Answered by the Crapitalism Paradigm. (Part 5). They all of them call their products the highest quality, when they should all of them actually be in jail for killing, injuring, and maiming unsuspecting people by using the cheapest, lowest quality, and most treacherous alloy they can. 316 was not designed to take stress in salt, it was designed to look nice. Quality and safety never exist until a government steps in and puts a floor of minimum safety standards to limit capitalist stupidity.

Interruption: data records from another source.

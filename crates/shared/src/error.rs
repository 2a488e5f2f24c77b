//! Application-wide error types.

use thiserror::Error;

/// Result type alias using `AppError`.
pub type AppResult<T> = Result<T, AppError>;

/// Application error types.
///
/// Each variant maps onto the HTTP status the budget query endpoints answer
/// with, so callers outside an HTTP stack can still report consistently.
#[derive(Debug, Error)]
pub enum AppError {
    /// Resource not found.
    #[error("Not found: {0}")]
    NotFound(String),

    /// Validation error.
    #[error("Validation error: {0}")]
    Validation(String),

    /// Conflict (e.g., duplicate budget category).
    #[error("Conflict: {0}")]
    Conflict(String),

    /// Backing store error.
    #[error("Database error: {0}")]
    Database(String),

    /// Internal server error.
    #[error("Internal error: {0}")]
    Internal(String),
}

impl AppError {
    /// Returns the HTTP status code for this error.
    #[must_use]
    pub const fn status_code(&self) -> u16 {
        match self {
            Self::NotFound(_) => 404,
            Self::Validation(_) => 400,
            Self::Conflict(_) => 409,
            Self::Database(_) | Self::Internal(_) => 500,
        }
    }

    /// Returns the error code for API responses.
    #[must_use]
    pub const fn error_code(&self) -> &'static str {
        match self {
            Self::NotFound(_) => "NOT_FOUND",
            Self::Validation(_) => "VALIDATION_ERROR",
            Self::Conflict(_) => "CONFLICT",
            Self::Database(_) => "DATABASE_ERROR",
            Self::Internal(_) => "INTERNAL_ERROR",
        }
    }
}
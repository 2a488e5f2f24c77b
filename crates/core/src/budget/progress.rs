//! Budget progress calculation.
//!
//! Pure functions from `(budgets, transactions, now)` to one progress record
//! per budget. No clock, no I/O, no shared state.

use chrono::{DateTime, TimeZone};
use rust_decimal::Decimal;

use super::error::BudgetError;
use super::period::EvaluationPeriod;
use super::types::{Budget, BudgetProgress, BudgetScope, BudgetStatus, Percentage};
use crate::transaction::Transaction;

/// Lower bound of the `warning` band, in percent.
pub const WARNING_THRESHOLD: Decimal = Decimal::from_parts(80, 0, 0, false, 0);

/// Lower bound of the `exceeded` band, in percent.
pub const EXCEEDED_THRESHOLD: Decimal = Decimal::ONE_HUNDRED;

/// Budget progress calculator.
pub struct ProgressCalculator;

impl ProgressCalculator {
    /// Computes progress for every budget over the calendar month containing `now`.
    ///
    /// Output order matches `budgets`. Inactive budgets are expected to be
    /// filtered out by the caller; they are evaluated like any other here.
    ///
    /// # Errors
    ///
    /// Returns `BudgetError::InvalidBudget` for a negative limit,
    /// `BudgetError::InvalidTransaction` for a selected transaction with a
    /// negative amount, `BudgetError::Overflow` if a sum or percentage leaves
    /// the `Decimal` range, and `BudgetError::InvalidPeriod` if the month
    /// cannot be resolved in `now`'s timezone.
    pub fn calculate<Tz: TimeZone>(
        budgets: &[Budget],
        transactions: &[Transaction],
        now: &DateTime<Tz>,
    ) -> Result<Vec<BudgetProgress>, BudgetError> {
        let period = EvaluationPeriod::month_containing(now)?;
        Self::calculate_for_period(budgets, transactions, &period)
    }

    /// Computes progress for every budget over an explicit period.
    ///
    /// # Errors
    ///
    /// See [`ProgressCalculator::calculate`].
    pub fn calculate_for_period(
        budgets: &[Budget],
        transactions: &[Transaction],
        period: &EvaluationPeriod,
    ) -> Result<Vec<BudgetProgress>, BudgetError> {
        let expenses: Vec<&Transaction> = transactions
            .iter()
            .filter(|t| t.is_expense() && period.contains(t.date))
            .collect();

        budgets
            .iter()
            .map(|budget| Self::evaluate(budget, &expenses))
            .collect()
    }

    fn evaluate(budget: &Budget, expenses: &[&Transaction]) -> Result<BudgetProgress, BudgetError> {
        let limit = budget.amount;
        if limit < Decimal::ZERO {
            return Err(BudgetError::InvalidBudget {
                budget_id: budget.id,
                amount: limit,
            });
        }

        let mut spent = Decimal::ZERO;
        for expense in expenses.iter().filter(|t| Self::in_scope(budget, t)) {
            if expense.amount < Decimal::ZERO {
                return Err(BudgetError::InvalidTransaction {
                    transaction_id: expense.id,
                    amount: expense.amount,
                });
            }
            spent = spent
                .checked_add(expense.amount)
                .ok_or(BudgetError::Overflow(budget.id))?;
        }

        let percentage =
            Self::percentage(spent, limit).ok_or(BudgetError::Overflow(budget.id))?;

        Ok(BudgetProgress {
            budget: budget.clone(),
            spent,
            percentage,
            remaining: limit - spent,
            status: Self::classify(percentage),
        })
    }

    fn in_scope(budget: &Budget, transaction: &Transaction) -> bool {
        match budget.scope {
            BudgetScope::Category => transaction.category == budget.category,
            BudgetScope::Overall => true,
        }
    }

    /// `spent / limit * 100`; unbounded when spending against a zero limit.
    ///
    /// Returns `None` if the quotient does not fit in a `Decimal`.
    #[must_use]
    pub fn percentage(spent: Decimal, limit: Decimal) -> Option<Percentage> {
        if limit.is_zero() {
            return Some(if spent > Decimal::ZERO {
                Percentage::Unbounded
            } else {
                Percentage::ZERO
            });
        }

        spent
            .checked_div(limit)
            .and_then(|ratio| ratio.checked_mul(Decimal::ONE_HUNDRED))
            .map(|pct| Percentage::Finite(pct.normalize()))
    }

    /// Classifies a reported percentage into its status band.
    #[must_use]
    pub fn classify(percentage: Percentage) -> BudgetStatus {
        match percentage {
            Percentage::Unbounded => BudgetStatus::Exceeded,
            Percentage::Finite(pct) if pct >= EXCEEDED_THRESHOLD => BudgetStatus::Exceeded,
            Percentage::Finite(pct) if pct >= WARNING_THRESHOLD => BudgetStatus::Warning,
            Percentage::Finite(_) => BudgetStatus::Good,
        }
    }
}
//! Application configuration management.

use std::path::PathBuf;

use chrono_tz::Tz;
use serde::Deserialize;

use crate::error::AppError;

/// Application configuration.
#[derive(Debug, Clone, Deserialize)]
pub struct AppConfig {
    /// Store configuration.
    #[serde(default)]
    pub store: StoreConfig,
    /// Budget evaluation configuration.
    #[serde(default)]
    pub budget: BudgetConfig,
    /// Logging configuration.
    #[serde(default)]
    pub log: LogConfig,
}

/// Store configuration.
#[derive(Debug, Clone, Deserialize)]
pub struct StoreConfig {
    /// Path of the JSON snapshot the store loads from and saves to.
    #[serde(default = "default_snapshot_path")]
    pub snapshot_path: PathBuf,
    /// Persist the snapshot after every mutation.
    #[serde(default = "default_autosave")]
    pub autosave: bool,
}

fn default_snapshot_path() -> PathBuf {
    PathBuf::from("data/tally.json")
}

fn default_autosave() -> bool {
    true
}

impl Default for StoreConfig {
    fn default() -> Self {
        Self {
            snapshot_path: default_snapshot_path(),
            autosave: default_autosave(),
        }
    }
}

/// Budget evaluation configuration.
#[derive(Debug, Clone, Deserialize)]
pub struct BudgetConfig {
    /// IANA timezone whose calendar months bound the evaluation period.
    #[serde(default = "default_timezone")]
    pub timezone: String,
}

fn default_timezone() -> String {
    "UTC".to_string()
}

impl Default for BudgetConfig {
    fn default() -> Self {
        Self {
            timezone: default_timezone(),
        }
    }
}

impl BudgetConfig {
    /// Parses the configured timezone.
    ///
    /// # Errors
    ///
    /// Returns `AppError::Validation` if the name is not a known IANA timezone.
    pub fn timezone(&self) -> Result<Tz, AppError> {
        self.timezone
            .parse::<Tz>()
            .map_err(|_| AppError::Validation(format!("Unknown timezone: {}", self.timezone)))
    }
}

/// Logging configuration.
#[derive(Debug, Clone, Deserialize)]
pub struct LogConfig {
    /// Default `tracing` filter directive, overridden by `RUST_LOG`.
    #[serde(default = "default_log_filter")]
    pub filter: String,
    /// Emit JSON lines instead of human-readable output.
    #[serde(default)]
    pub json: bool,
}

fn default_log_filter() -> String {
    "tally=info,tally_core=info,tally_store=info".to_string()
}

impl Default for LogConfig {
    fn default() -> Self {
        Self {
            filter: default_log_filter(),
            json: false,
        }
    }
}

impl AppConfig {
    /// Loads configuration from environment and config files.
    ///
    /// # Errors
    ///
    /// Returns an error if configuration cannot be loaded.
    pub fn load() -> Result<Self, config::ConfigError> {
        let run_mode = std::env::var("RUN_MODE").unwrap_or_else(|_| "development".to_string());

        let config = config::Config::builder()
            .add_source(config::File::with_name("config/default").required(false))
            .add_source(config::File::with_name(&format!("config/{run_mode}")).required(false))
            .add_source(config::Environment::with_prefix("TALLY").separator("__"))
            .build()?;

        config.try_deserialize()
    }
}

#[cfg(test)]
mod tests {
    use super::*;

    #[test]
    fn test_defaults_without_sources() {
        temp_env::with_vars_unset(
            [
                "TALLY__STORE__SNAPSHOT_PATH",
                "TALLY__STORE__AUTOSAVE",
                "TALLY__BUDGET__TIMEZONE",
                "TALLY__LOG__JSON",
                "RUN_MODE",
            ],
            || {
                let config = AppConfig::load().unwrap();
                assert_eq!(config.store.snapshot_path, PathBuf::from("data/tally.json"));
                assert!(config.store.autosave);
                assert_eq!(config.budget.timezone, "UTC");
                assert!(!config.log.json);
            },
        );
    }

    #[test]
    fn test_environment_overrides() {
        temp_env::with_vars(
            [
                ("TALLY__STORE__SNAPSHOT_PATH", Some("/tmp/other.json")),
                ("TALLY__STORE__AUTOSAVE", Some("false")),
                ("TALLY__BUDGET__TIMEZONE", Some("Asia/Jakarta")),
            ],
            || {
                let config = AppConfig::load().unwrap();
                assert_eq!(config.store.snapshot_path, PathBuf::from("/tmp/other.json"));
                assert!(!config.store.autosave);
                assert_eq!(config.budget.timezone().unwrap(), chrono_tz::Asia::Jakarta);
            },
        );
    }

    #[test]
    fn test_unknown_timezone_is_validation_error() {
        let budget = BudgetConfig {
            timezone: "Mars/Olympus".to_string(),
        };
        let err = budget.timezone().unwrap_err();
        assert_eq!(err.status_code(), 400);
    }
}
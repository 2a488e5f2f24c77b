//! Category error types.

use thiserror::Error;

/// Category registry errors.
#[derive(Debug, Error, PartialEq, Eq)]
pub enum CategoryError {
    /// Type was neither `income` nor `expense`.
    #[error("Invalid category type: {0}")]
    InvalidType(String),

    /// Name must not be blank.
    #[error("Category name cannot be empty")]
    EmptyName,
}
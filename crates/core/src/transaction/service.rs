//! Transaction construction, edits and listing.

use chrono::{DateTime, Utc};
use rust_decimal::Decimal;
use tally_shared::types::{Page, PageRequest, TransactionId, UserId};

use super::error::TransactionError;
use super::types::{CreateTransactionInput, Transaction, TransactionFilter, UpdateTransactionInput};

/// Transaction business rules.
pub struct TransactionService;

impl TransactionService {
    /// Builds a new transaction for `user_id`, dating it `now` if no date was given.
    ///
    /// # Errors
    ///
    /// Returns `TransactionError::NegativeAmount` or `TransactionError::EmptyCategory`
    /// when the input breaks a transaction invariant.
    pub fn build(
        user_id: UserId,
        input: CreateTransactionInput,
        now: DateTime<Utc>,
    ) -> Result<Transaction, TransactionError> {
        let category = Self::validate(&input.category, input.amount)?;

        Ok(Transaction {
            id: TransactionId::new(),
            user_id,
            kind: input.kind,
            category,
            amount: input.amount,
            description: input.description,
            date: input.date.unwrap_or(now),
            created_at: now,
            updated_at: now,
        })
    }

    /// Overwrites the fields present in `input` and bumps `updated_at`.
    ///
    /// # Errors
    ///
    /// Returns an error if the resulting transaction would break an invariant.
    pub fn apply_update(
        mut transaction: Transaction,
        input: UpdateTransactionInput,
        now: DateTime<Utc>,
    ) -> Result<Transaction, TransactionError> {
        if let Some(kind) = input.kind {
            transaction.kind = kind;
        }
        if let Some(category) = input.category {
            transaction.category = category;
        }
        if let Some(amount) = input.amount {
            transaction.amount = amount;
        }
        if input.description.is_some() {
            transaction.description = input.description;
        }
        if let Some(date) = input.date {
            transaction.date = date;
        }

        transaction.category = Self::validate(&transaction.category, transaction.amount)?;
        transaction.updated_at = now;
        Ok(transaction)
    }

    /// Applies `filter`, sorts newest first and cuts out the requested page.
    #[must_use]
    pub fn list(
        transactions: Vec<Transaction>,
        filter: &TransactionFilter,
        page: PageRequest,
    ) -> Page<Transaction> {
        let mut matching: Vec<Transaction> = transactions
            .into_iter()
            .filter(|t| filter.matches(t))
            .collect();
        matching.sort_by(|a, b| b.date.cmp(&a.date));

        page.paginate(matching)
    }

    fn validate(category: &str, amount: Decimal) -> Result<String, TransactionError> {
        if amount < Decimal::ZERO {
            return Err(TransactionError::NegativeAmount(amount));
        }

        let category = category.trim();
        if category.is_empty() {
            return Err(TransactionError::EmptyCategory);
        }

        Ok(category.to_string())
    }
}

#[cfg(test)]
mod tests {
    use super::*;
    use crate::transaction::types::TransactionType;
    use chrono::TimeZone;
    use rust_decimal_macros::dec;

    fn at(day: u32) -> DateTime<Utc> {
        Utc.with_ymd_and_hms(2026, 3, day, 12, 0, 0).unwrap()
    }

    fn input(amount: Decimal, date: Option<DateTime<Utc>>) -> CreateTransactionInput {
        CreateTransactionInput {
            kind: TransactionType::Expense,
            category: " Food ".to_string(),
            amount,
            description: Some("groceries".to_string()),
            date,
        }
    }

    #[test]
    fn test_build_defaults_date_to_now() {
        let user = UserId::new();
        let tx = TransactionService::build(user, input(dec!(12.50), None), at(5)).unwrap();

        assert_eq!(tx.user_id, user);
        assert_eq!(tx.date, at(5));
        assert_eq!(tx.created_at, at(5));
        assert_eq!(tx.category, "Food");
    }

    #[test]
    fn test_build_keeps_explicit_date() {
        let tx =
            TransactionService::build(UserId::new(), input(dec!(1), Some(at(2))), at(5)).unwrap();
        assert_eq!(tx.date, at(2));
    }

    #[test]
    fn test_build_rejects_negative_amount() {
        let err =
            TransactionService::build(UserId::new(), input(dec!(-0.01), None), at(5)).unwrap_err();
        assert_eq!(err, TransactionError::NegativeAmount(dec!(-0.01)));
    }

    #[test]
    fn test_build_accepts_zero_amount() {
        assert!(TransactionService::build(UserId::new(), input(dec!(0), None), at(5)).is_ok());
    }

    #[test]
    fn test_update_overwrites_only_given_fields() {
        let tx = TransactionService::build(UserId::new(), input(dec!(10), None), at(1)).unwrap();
        let update = UpdateTransactionInput {
            amount: Some(dec!(25)),
            kind: Some(TransactionType::Income),
            ..UpdateTransactionInput::default()
        };

        let updated = TransactionService::apply_update(tx.clone(), update, at(3)).unwrap();
        assert_eq!(updated.amount, dec!(25));
        assert_eq!(updated.kind, TransactionType::Income);
        assert_eq!(updated.category, tx.category);
        assert_eq!(updated.description, tx.description);
        assert_eq!(updated.created_at, at(1));
        assert_eq!(updated.updated_at, at(3));
    }

    #[test]
    fn test_update_rejects_blank_category() {
        let tx = TransactionService::build(UserId::new(), input(dec!(10), None), at(1)).unwrap();
        let update = UpdateTransactionInput {
            category: Some("   ".to_string()),
            ..UpdateTransactionInput::default()
        };
        assert_eq!(
            TransactionService::apply_update(tx, update, at(2)).unwrap_err(),
            TransactionError::EmptyCategory
        );
    }

    #[test]
    fn test_list_sorts_newest_first_and_paginates() {
        let user = UserId::new();
        let txs: Vec<Transaction> = (1..=5)
            .map(|day| {
                TransactionService::build(user, input(dec!(1), Some(at(day))), at(9)).unwrap()
            })
            .collect();

        let page =
            TransactionService::list(txs, &TransactionFilter::default(), PageRequest::new(1, 2));
        assert_eq!(page.total, 5);
        assert_eq!(page.total_pages, 3);
        let dates: Vec<_> = page.items.iter().map(|t| t.date).collect();
        assert_eq!(dates, vec![at(5), at(4)]);
    }

    #[test]
    fn test_list_applies_inclusive_date_filter() {
        let user = UserId::new();
        let txs: Vec<Transaction> = (1..=5)
            .map(|day| {
                TransactionService::build(user, input(dec!(1), Some(at(day))), at(9)).unwrap()
            })
            .collect();
        let filter = TransactionFilter {
            start_date: Some(at(2)),
            end_date: Some(at(4)),
            ..TransactionFilter::default()
        };

        let page = TransactionService::list(txs, &filter, PageRequest::default());
        assert_eq!(page.total, 3);
    }
}
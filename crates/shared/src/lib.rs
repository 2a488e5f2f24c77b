//! Shared types, errors, and configuration for Tally.
//!
//! This crate provides common types used across all other crates:
//! - Typed IDs for type-safe entity references
//! - Pagination types for list queries
//! - Application-wide error types
//! - Configuration management

pub mod config;
pub mod error;
pub mod types;

pub use config::AppConfig;
pub use error::{AppError, AppResult};
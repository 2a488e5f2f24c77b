//! Budget query service implementation.

use std::sync::Arc;

use chrono::{DateTime, TimeZone, Utc};
use tally_shared::types::{BudgetId, Page, PageRequest, TransactionId, UserId};
use tracing::{debug, info, warn};

use super::error::QueryError;
use super::store::LedgerStore;
use crate::budget::{
    Budget, BudgetError, BudgetHealth, BudgetProgress, BudgetService, CreateBudgetInput,
    EvaluationPeriod, ProgressCalculator, UpdateBudgetInput,
};
use crate::category::CategoryRegistry;
use crate::transaction::{
    CreateTransactionInput, FinancialSummary, Transaction, TransactionError, TransactionFilter,
    TransactionService, UpdateTransactionInput,
};

/// Per-user budget, transaction and category operations over a store.
pub struct BudgetQueryService<S: LedgerStore> {
    store: Arc<S>,
}

impl<S: LedgerStore> Clone for BudgetQueryService<S> {
    fn clone(&self) -> Self {
        Self {
            store: Arc::clone(&self.store),
        }
    }
}

impl<S: LedgerStore> BudgetQueryService<S> {
    /// Create a new query service.
    #[must_use]
    pub fn new(store: Arc<S>) -> Self {
        Self { store }
    }

    // ========================================================================
    // Progress
    // ========================================================================

    /// Progress of every active budget over the calendar month containing `now`.
    ///
    /// Only expenses dated within that month are fetched from the store.
    ///
    /// # Errors
    ///
    /// Returns `QueryError::Store` if loading fails, or `QueryError::Budget`
    /// if stored data violates a budget or transaction invariant.
    pub async fn budget_progress<Tz: TimeZone>(
        &self,
        user_id: UserId,
        now: &DateTime<Tz>,
    ) -> Result<Vec<BudgetProgress>, QueryError> {
        let period = EvaluationPeriod::month_containing(now)?;
        self.progress_for_period(user_id, &period).await
    }

    /// Status counts for the dashboard plus days left in the month.
    ///
    /// # Errors
    ///
    /// Same as [`BudgetQueryService::budget_progress`].
    pub async fn budget_health<Tz: TimeZone>(
        &self,
        user_id: UserId,
        now: &DateTime<Tz>,
    ) -> Result<BudgetHealth, QueryError> {
        let period = EvaluationPeriod::month_containing(now)?;
        let progress = self.progress_for_period(user_id, &period).await?;

        Ok(BudgetService::health(
            &progress,
            period.days_left(now.date_naive()),
        ))
    }

    async fn progress_for_period(
        &self,
        user_id: UserId,
        period: &EvaluationPeriod,
    ) -> Result<Vec<BudgetProgress>, QueryError> {
        let budgets: Vec<Budget> = self
            .store
            .budgets(user_id)
            .await?
            .into_iter()
            .filter(|b| b.active)
            .collect();

        let expenses = self
            .store
            .transactions(
                user_id,
                TransactionFilter::expenses_between(period.start(), period.last_instant()),
            )
            .await?;

        debug!(
            %user_id,
            budgets = budgets.len(),
            expenses = expenses.len(),
            month = %period.first_day(),
            "Evaluating budget progress"
        );

        ProgressCalculator::calculate_for_period(&budgets, &expenses, period).map_err(|e| {
            warn!(%user_id, error = %e, "Stored data violates budget invariants");
            e.into()
        })
    }

    // ========================================================================
    // Budgets
    // ========================================================================

    /// All budgets of a user, including inactive ones.
    ///
    /// # Errors
    ///
    /// Returns `QueryError::Store` if loading fails.
    pub async fn list_budgets(&self, user_id: UserId) -> Result<Vec<Budget>, QueryError> {
        Ok(self.store.budgets(user_id).await?)
    }

    /// Creates a budget, rejecting a second budget for the same category.
    ///
    /// # Errors
    ///
    /// Returns `QueryError::Budget` for invalid input or a duplicate category.
    pub async fn create_budget(
        &self,
        user_id: UserId,
        input: CreateBudgetInput,
        now: DateTime<Utc>,
    ) -> Result<Budget, QueryError> {
        let existing = self.store.budgets(user_id).await?;
        let budget = BudgetService::build(user_id, input, &existing, now)?;

        self.store.insert_budget(budget.clone()).await?;
        info!(%user_id, budget_id = %budget.id, category = %budget.category, "Budget created");
        Ok(budget)
    }

    /// Overwrites the given fields of a budget.
    ///
    /// # Errors
    ///
    /// Returns `BudgetError::NotFound` if the user has no such budget.
    pub async fn update_budget(
        &self,
        user_id: UserId,
        budget_id: BudgetId,
        input: UpdateBudgetInput,
        now: DateTime<Utc>,
    ) -> Result<Budget, QueryError> {
        let existing = self.store.budgets(user_id).await?;
        let current = existing
            .iter()
            .find(|b| b.id == budget_id)
            .cloned()
            .ok_or(BudgetError::NotFound(budget_id))?;

        let updated = BudgetService::apply_update(current, input, &existing, now)?;
        if !self.store.update_budget(updated.clone()).await? {
            return Err(BudgetError::NotFound(budget_id).into());
        }

        info!(%user_id, %budget_id, "Budget updated");
        Ok(updated)
    }

    /// Deletes a budget.
    ///
    /// # Errors
    ///
    /// Returns `BudgetError::NotFound` if the user has no such budget.
    pub async fn delete_budget(
        &self,
        user_id: UserId,
        budget_id: BudgetId,
    ) -> Result<(), QueryError> {
        if !self.store.delete_budget(user_id, budget_id).await? {
            return Err(BudgetError::NotFound(budget_id).into());
        }

        info!(%user_id, %budget_id, "Budget removed");
        Ok(())
    }

    // ========================================================================
    // Transactions
    // ========================================================================

    /// Lists transactions matching `filter`, newest first.
    ///
    /// # Errors
    ///
    /// Returns `QueryError::Store` if loading fails.
    pub async fn list_transactions(
        &self,
        user_id: UserId,
        filter: TransactionFilter,
        page: PageRequest,
    ) -> Result<Page<Transaction>, QueryError> {
        let transactions = self.store.transactions(user_id, filter.clone()).await?;
        Ok(TransactionService::list(transactions, &filter, page))
    }

    /// Records a transaction.
    ///
    /// # Errors
    ///
    /// Returns `QueryError::Transaction` for invalid input.
    pub async fn create_transaction(
        &self,
        user_id: UserId,
        input: CreateTransactionInput,
        now: DateTime<Utc>,
    ) -> Result<Transaction, QueryError> {
        let transaction = TransactionService::build(user_id, input, now)?;

        self.store.insert_transaction(transaction.clone()).await?;
        debug!(%user_id, transaction_id = %transaction.id, "Transaction recorded");
        Ok(transaction)
    }

    /// Overwrites the given fields of a transaction.
    ///
    /// # Errors
    ///
    /// Returns `TransactionError::NotFound` if the user has no such transaction.
    pub async fn update_transaction(
        &self,
        user_id: UserId,
        transaction_id: TransactionId,
        input: UpdateTransactionInput,
        now: DateTime<Utc>,
    ) -> Result<Transaction, QueryError> {
        let current = self
            .store
            .transactions(user_id, TransactionFilter::default())
            .await?
            .into_iter()
            .find(|t| t.id == transaction_id)
            .ok_or(TransactionError::NotFound(transaction_id))?;

        let updated = TransactionService::apply_update(current, input, now)?;
        if !self.store.update_transaction(updated.clone()).await? {
            return Err(TransactionError::NotFound(transaction_id).into());
        }
        Ok(updated)
    }

    /// Deletes a transaction.
    ///
    /// # Errors
    ///
    /// Returns `TransactionError::NotFound` if the user has no such transaction.
    pub async fn delete_transaction(
        &self,
        user_id: UserId,
        transaction_id: TransactionId,
    ) -> Result<(), QueryError> {
        if !self.store.delete_transaction(user_id, transaction_id).await? {
            return Err(TransactionError::NotFound(transaction_id).into());
        }
        Ok(())
    }

    /// Deletes all of a user's transactions, returning how many were removed.
    ///
    /// # Errors
    ///
    /// Returns `QueryError::Store` if the store fails.
    pub async fn clear_transactions(&self, user_id: UserId) -> Result<usize, QueryError> {
        let removed = self.store.clear_transactions(user_id).await?;
        info!(%user_id, removed, "Cleared all transactions");
        Ok(removed)
    }

    /// Income, expenses, balance and category breakdown, optionally within a date range.
    ///
    /// # Errors
    ///
    /// Returns `QueryError::Store` if loading fails.
    pub async fn financial_summary(
        &self,
        user_id: UserId,
        start_date: Option<DateTime<Utc>>,
        end_date: Option<DateTime<Utc>>,
    ) -> Result<FinancialSummary, QueryError> {
        let filter = TransactionFilter {
            start_date,
            end_date,
            ..TransactionFilter::default()
        };
        let transactions = self.store.transactions(user_id, filter).await?;
        Ok(FinancialSummary::from_transactions(&transactions)?)
    }

    // ========================================================================
    // Categories
    // ========================================================================

    /// The user's categories, created with the defaults on first access.
    ///
    /// # Errors
    ///
    /// Returns `QueryError::Store` if the store fails.
    pub async fn categories(&self, user_id: UserId) -> Result<CategoryRegistry, QueryError> {
        if let Some(registry) = self.store.categories(user_id).await? {
            return Ok(registry);
        }

        let registry = CategoryRegistry::default();
        self.store.save_categories(user_id, registry.clone()).await?;
        debug!(%user_id, "Created default categories");
        Ok(registry)
    }

    /// Adds a category under `kind` (`income` or `expense`) if not already present.
    ///
    /// # Errors
    ///
    /// Returns `QueryError::Category` for an unknown type or blank name.
    pub async fn add_category(
        &self,
        user_id: UserId,
        kind: &str,
        name: &str,
    ) -> Result<CategoryRegistry, QueryError> {
        let kind = CategoryRegistry::parse_kind(kind)?;
        let mut registry = self.categories(user_id).await?;

        if registry.add(kind, name)? {
            self.store.save_categories(user_id, registry.clone()).await?;
        }
        Ok(registry)
    }

    /// Removes a category under `kind` if present.
    ///
    /// # Errors
    ///
    /// Returns `QueryError::Category` for an unknown type or blank name.
    pub async fn remove_category(
        &self,
        user_id: UserId,
        kind: &str,
        name: &str,
    ) -> Result<CategoryRegistry, QueryError> {
        let kind = CategoryRegistry::parse_kind(kind)?;
        let mut registry = self.categories(user_id).await?;

        if registry.remove(kind, name)? {
            self.store.save_categories(user_id, registry.clone()).await?;
        }
        Ok(registry)
    }
}
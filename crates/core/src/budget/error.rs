//! Budget error types.

use chrono::NaiveDate;
use rust_decimal::Decimal;
use tally_shared::types::{BudgetId, TransactionId};
use thiserror::Error;

/// Budget-related errors.
#[derive(Debug, Error, PartialEq, Eq)]
pub enum BudgetError {
    /// A budget handed to the calculator has a negative limit.
    #[error("Invalid budget {budget_id}: limit {amount} is negative")]
    InvalidBudget {
        /// Offending budget.
        budget_id: BudgetId,
        /// Its limit.
        amount: Decimal,
    },

    /// A selected transaction has a negative amount.
    #[error("Invalid transaction {transaction_id}: amount {amount} is negative")]
    InvalidTransaction {
        /// Offending transaction.
        transaction_id: TransactionId,
        /// Its amount.
        amount: Decimal,
    },

    /// Month boundaries cannot be resolved in the evaluation timezone.
    #[error("Cannot resolve the start of {0} in the evaluation timezone")]
    InvalidPeriod(NaiveDate),

    /// Spending or its share of the limit exceeds the `Decimal` range.
    #[error("Amounts for budget {0} exceed the representable range")]
    Overflow(BudgetId),

    /// Budget not found.
    #[error("Budget not found: {0}")]
    NotFound(BudgetId),

    /// A budget for this category already exists for the user.
    #[error("Budget already exists for category {0}")]
    DuplicateCategory(String),

    /// Amount cannot be negative.
    #[error("Amount cannot be negative")]
    NegativeAmount,

    /// Category must not be blank.
    #[error("Category cannot be empty")]
    EmptyCategory,
}
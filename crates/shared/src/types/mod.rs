//! Common types used across the application.

pub mod id;
pub mod pagination;

pub use id::*;
pub use pagination::{Page, PageRequest};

ASME II says 172 MPa for statics (17.2 Kg/mm), VIII says 108 N/mm2 (10.8 Kg/mm2) for pressure. 316 rated, stamped and legal rigging fittings in australia out of salt water on dry land are rated at one quarter of the proof, and proofed at 90% of the design yield of 316, so 5 Kg per mm2 is legal, but any talk of any safety factors even at this incredibly low level of stress in salt water is just silly, due to the stochastic failure mode of 316 in salt water at 35000 ppm chlorine.

There is NO design data for 316 for dynamic loads in any level of chlorine because that is just so stupid. Yet rigging companies use 170 Kg/mm2 or similar. Astounding stupidity. A prime example of an unregulated industry begging for a government to introduce legislation to put a floor in to limit stupidity.

MacDonalds will sell you a burger with 100% beef in it, but that is lips, eyeballs, and testicles. and this is exactly the same as Yacht building capitalists. They simply must compete with other companies doing this or they go out of business.

the stainless they use LOOKS FANTASTIC! and shiny, but is invisibly ROTTEN to the core. Do you see how it perfectly mirrors the capitalist paradigm that spawned it?

It is called steel, but it is absolutely not (Steel is tough, steel is iron plus 2% carbon, very tough stuff). It is an IRON alloy that has no carbon in it and so it is very soft, but the chemistry is so primitive and stupid that then it gets very hard and fragile if you give it just one bend, and then it is so brittle that a whole solid metal chainplate just suddenly snaps completely in half. Astoundingly primitive and stupid chemistry.

with simple maths we examined a professional riggers attempt at rigging a new boat that failed twice in 6 months. (he was in the tropics though, and this speeds up SCC vastly)

the poor rigger was probably in good faith using non-engineering data that resulted in the mast stays (probably – as we don't know exactly what riggers know about the 316 alloy and so how much tension they would put on 316) being over the yield strength of the 316 in the rigging, even before leaving port.

"Is it sailor error?"

"Poor maintenance? "
to do it properly you'd have to dis-assemble the entire mast rigging and do X rays or a dye penetration test every 3 months. 6 months is TOO LONG.
On land out of salt any rated 316 fitting has to be proof tested, all components stamped with the working load limit, and issued with ‘Proof Certificates’. If you tried proof testing your 316 fittings that had lived in salt water in the tropics, depending on the stress they had seen, the temperatures, and the chlorine, I suggest they would fail proof testing within 6 months. If you live in a cold climate with heaps of rain washing the fittings all the time, then they may last forever. 316 stochastic failure mode says you can never be sure when it's going to fail on you. You should read up on the chlorine ppm, temperature, and stress, and how if they all combine they can kill 316 very quickly.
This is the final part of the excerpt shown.